Labour market requirement

You must submit both a rationale and supporting evidence to justify mandating a qualification under this criterion.

The rationale

We would expect the rationale to be no longer than two pages. It should address the following issues:

  • how the evidence satisfies the labour market criterion
  • how you have engaged employers and ensured input from a range of employers
  • what information or data you have accessed beyond via direct employer engagement
  • how you have validated that there is employer demand for an apprentice who has obtained the qualification
  • how not having the qualification would disadvantage the apprentice
  • what steps have been taken to ensure the qualification continues to meet the needs of employers

Where you are proposing to mandate a qualification on the basis that it is essential for further career progression in the same field, you must show that the qualification will support movement along clear and established occupational routes. You must also show how the qualification supplies key skills into the labour market.

In the exceptional circumstances described above, where you regard some of a qualification’s content as essential, but it cannot be immediately reflected in the KSBs, you must also explain why this is the case.

When seeking to mandate a qualification that is subject to one of our other approvals processes (for example, for an HTQ or a post-16 Level 2 or Level 3 qualification) note that such processes do not determine a qualification’s suitability for use in an apprenticeship.
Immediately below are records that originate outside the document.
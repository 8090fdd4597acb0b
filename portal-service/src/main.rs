use portal_service::{
    build_router,
    config::PortalConfig,
    services::{AllowlistService, Database, EmailService, PortalAuthService, SlugResolver},
    AppState,
};
use service_core::middleware::rate_limit::create_ip_rate_limiter;
use service_core::observability::logging::init_tracing;
use std::net::SocketAddr;
use tokio::signal;

#[tokio::main]
async fn main() -> Result<(), service_core::error::AppError> {
    // Load configuration - fail fast if invalid
    let config = PortalConfig::from_env()?;

    init_tracing(&config.service_name, &config.log_level);

    tracing::info!(
        service = %config.service_name,
        version = %config.service_version,
        environment = ?config.environment,
        "Starting portal service"
    );

    // Initialize database connection and schema
    let pool = portal_service::db::create_pool(&config.database)
        .await
        .map_err(|e| service_core::error::AppError::InternalError(anyhow::Error::new(e)))?;
    portal_service::db::run_migrations(&pool)
        .await
        .map_err(|e| service_core::error::AppError::InternalError(anyhow::Error::new(e)))?;
    let db = Database::new(pool);
    tracing::info!("Database initialized successfully");

    // Initialize email service
    let email = std::sync::Arc::new(EmailService::new(&config.smtp)?);

    // Initialize rate limiters using shared logic
    let magic_link_rate_limiter = create_ip_rate_limiter(
        config.rate_limit.magic_link_attempts,
        config.rate_limit.magic_link_window_seconds,
    );
    let ip_rate_limiter = create_ip_rate_limiter(
        config.rate_limit.global_ip_limit,
        config.rate_limit.global_ip_window_seconds,
    );
    tracing::info!("Rate limiters initialized: Magic Link and Global IP");

    // Initialize services
    let resolver = SlugResolver::new(db.clone());
    let portal_auth = PortalAuthService::new(
        db.clone(),
        resolver.clone(),
        email.clone(),
        config.portal.base_url.clone(),
        config.portal.magic_link_ttl_minutes,
        config.portal.session_ttl_hours,
    );
    let allowlist = AllowlistService::new(db.clone(), resolver);

    // Create application state
    let state = AppState {
        config: config.clone(),
        db,
        email,
        portal_auth,
        allowlist,
        magic_link_rate_limiter,
        ip_rate_limiter,
    };

    // Build application router
    let app = build_router(state).await?;

    // Start server
    let addr = SocketAddr::from(([0, 0, 0, 0], config.common.port));

    tracing::info!(address = %addr, "Listening");

    let listener = tokio::net::TcpListener::bind(addr).await?;

    service_core::axum::serve(
        listener,
        app.into_make_service_with_connect_info::<SocketAddr>(),
    )
    .with_graceful_shutdown(shutdown_signal())
    .await?;

    tracing::info!("Service shutdown complete");
    Ok(())
}

async fn shutdown_signal() {
    let ctrl_c = async {
        signal::ctrl_c()
            .await
            .expect("failed to install Ctrl+C handler");
    };

    #[cfg(unix)]
    let terminate = async {
        signal::unix::signal(signal::unix::SignalKind::terminate())
            .expect("failed to install signal handler")
            .recv()
            .await;
    };

    #[cfg(not(unix))]
    let terminate = std::future::pending::<()>();

    tokio::select! {
        _ = ctrl_c => {
            tracing::info!("Received SIGINT, starting graceful shutdown");
        },
        _ = terminate => {
            tracing::info!("Received SIGTERM, starting graceful shutdown");
        },
    }
}
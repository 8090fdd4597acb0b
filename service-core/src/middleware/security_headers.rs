use axum::{extract::Request, http::header, middleware::Next, response::IntoResponse};

pub async fn security_headers_middleware(req: Request, next: Next) -> impl IntoResponse {
    let path = req.uri().path();
    let is_swagger_route = path.starts_with("/docs") || path == "/.well-known/openapi.json";

    let mut response = next.run(req).await;
    let headers = response.headers_mut();

    headers.insert(
        header::X_CONTENT_TYPE_OPTIONS,
        header::HeaderValue::from_static("nosniff"),
    );
    headers.insert(
        header::X_XSS_PROTECTION,
        header::HeaderValue::from_static("1; mode=block"),
    );
    headers.insert(
        header::STRICT_TRANSPORT_SECURITY,
        header::HeaderValue::from_static("max-age=31536000; includeSubDomains"),
    );

    // Swagger UI needs inline assets; API routes get the strict policy.
    if is_swagger_route {
        headers.insert(
            header::CONTENT_SECURITY_POLICY,
            header::HeaderValue::from_static(
                "default-src 'self'; \
                 script-src 'self' 'unsafe-inline'; \
                 style-src 'self' 'unsafe-inline'; \
                 img-src 'self' data:; \
                 font-src 'self'; \
                 connect-src 'self'",
            ),
        );
        headers.insert(
            header::X_FRAME_OPTIONS,
            header::HeaderValue::from_static("SAMEORIGIN"),
        );
    } else {
        headers.insert(
            header::CONTENT_SECURITY_POLICY,
            header::HeaderValue::from_static("default-src 'none'; frame-ancestors 'none'"),
        );
        headers.insert(
            header::X_FRAME_OPTIONS,
            header::HeaderValue::from_static("DENY"),
        );
    }

    response
}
This means that a mandate for an approved qualification is not automatically accepted. Neither would a qualification that was not approved be automatically discounted. In either scenario, we will look at the reasons why and see if that same judgement applies in an apprenticeship context.

The supporting evidence

You must also provide qualitative and quantitative evidence from a range of sources. You do not need to submit all the evidence you have gathered. Instead, you should select the evidence, including samples where appropriate, that best supports your rationale. You should reference any evidence you submit in your rationale.

We may already hold much of the above evidence where a qualification has been submitted through one of our other approvals processes. Where this is the case, we will review the evidence we already hold. You are not required to submit new evidence, unless we request further information. You can also choose to supplement what we already have.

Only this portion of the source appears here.